Through some config file hacking, I have managed to set up an Apache HTTP server on my Macbook. I did this so that I could test the full functionality of PHP. Since PHP is one of the top most needed skills for freelance coding jobs, I figured it would be a good idea to learn it, and of course to use any of the features of PHP beyond just the core language, you need a web server.
Starting the Apache server is pretty easy. All you have to do is type
sudo httpd at the command line (assuming Apache is installed on your system, which I think it is for most Unix-based systems). It is recommended that you use
apachectl as a frontend instead of using
httpd directly, but I couldn’t seem to get this to work, so to start Apache I use
sudo httpd and to stop it I use
sudo killall httpd.
Now configuring the server to use PHP was somewhat more difficult, though still not too much so. First of all, for a server to use PHP, the PHP DOS initialization file needs to be present as /usr/local/lib/php.ini. After some digging around, I found the PHP ini file at etc/php.ini.default, so I just copied it (changing the filename of course).

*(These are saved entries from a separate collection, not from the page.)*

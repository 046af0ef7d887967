//! Drag-to-parameter mappers.
//!
//! Each mapper is a pure function of (pointer, preview rect, document) returning the next
//! document. Results are clamped at the point of computation; a degenerate rect leaves the
//! document unchanged.

use crate::{
    document::model::LayoutDocument,
    foundation::core::{Point, PreviewRect, clamp_total},
    interaction::gesture::DragTarget,
};

/// Pan the background vertically: the pointer's height in the preview becomes `mainImageY`.
pub fn map_background(point: Point, rect: PreviewRect, doc: LayoutDocument) -> LayoutDocument {
    if rect.is_degenerate() {
        return doc;
    }
    let y_pct = clamp_total((point.y - rect.top()) / rect.height() * 100.0, 0.0, 100.0);
    doc.with_main_image_y(y_pct)
}

/// Move the inset so its center follows the pointer; X is measured from the right edge.
pub fn map_circle(point: Point, rect: PreviewRect, doc: LayoutDocument) -> LayoutDocument {
    if rect.is_degenerate() {
        return doc;
    }
    let x_pct = (rect.right() - point.x) / rect.width() * 100.0;
    let y_pct = (point.y - rect.top()) / rect.height() * 100.0;
    let half = doc.circle_size / 2.0;
    doc.with_circle_position(x_pct - half, y_pct - half)
}

/// Offset the headline from its format baseline; positive moves the block up.
pub fn map_headline(point: Point, rect: PreviewRect, doc: LayoutDocument) -> LayoutDocument {
    if rect.is_degenerate() {
        return doc;
    }
    let from_bottom = rect.bottom() - point.y;
    let baseline = doc.format.headline_baseline_px();
    doc.with_headline_y(from_bottom - baseline)
}

/// Route a drag to the mapper for `target`.
pub fn map_drag(
    target: DragTarget,
    point: Point,
    rect: PreviewRect,
    doc: LayoutDocument,
) -> LayoutDocument {
    match target {
        DragTarget::Background => map_background(point, rect, doc),
        DragTarget::Circle => map_circle(point, rect, doc),
        DragTarget::Headline => map_headline(point, rect, doc),
    }
}

#[cfg(test)]
#[path = "../../tests/unit/interaction/mappers.rs"]
mod tests;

The next thing I had to do was tell Apache to load the PHP module at startup. This is done by editing the file /etc/apache2/httpd.conf and uncommenting the appropriate code line. It must be remembered that editing this file requires root privileges.
The appropriate line is
LoadModule php5_module libexec/apache2/libphp5.so
…Shown here already uncommented.
The next thing you have to do is find out what directory Apache is using to serve files to clients. This is determined by the
DocumentRoot environment variable, and controlled by a
Here we see that the server’s filesystem is rooted at /Library/WebServer/Documents. Of course this is Mac-specific, and the root will be different on other systems, and we can also change it, though I felt no need to.
If you title a document “index.html”, “index.php”, etc. then this will be the file that the client goes to when the user types your domain name without appending a path at the end. Also, if you title a document, say, my-pictures.html, the file extension can be omitted in the URL.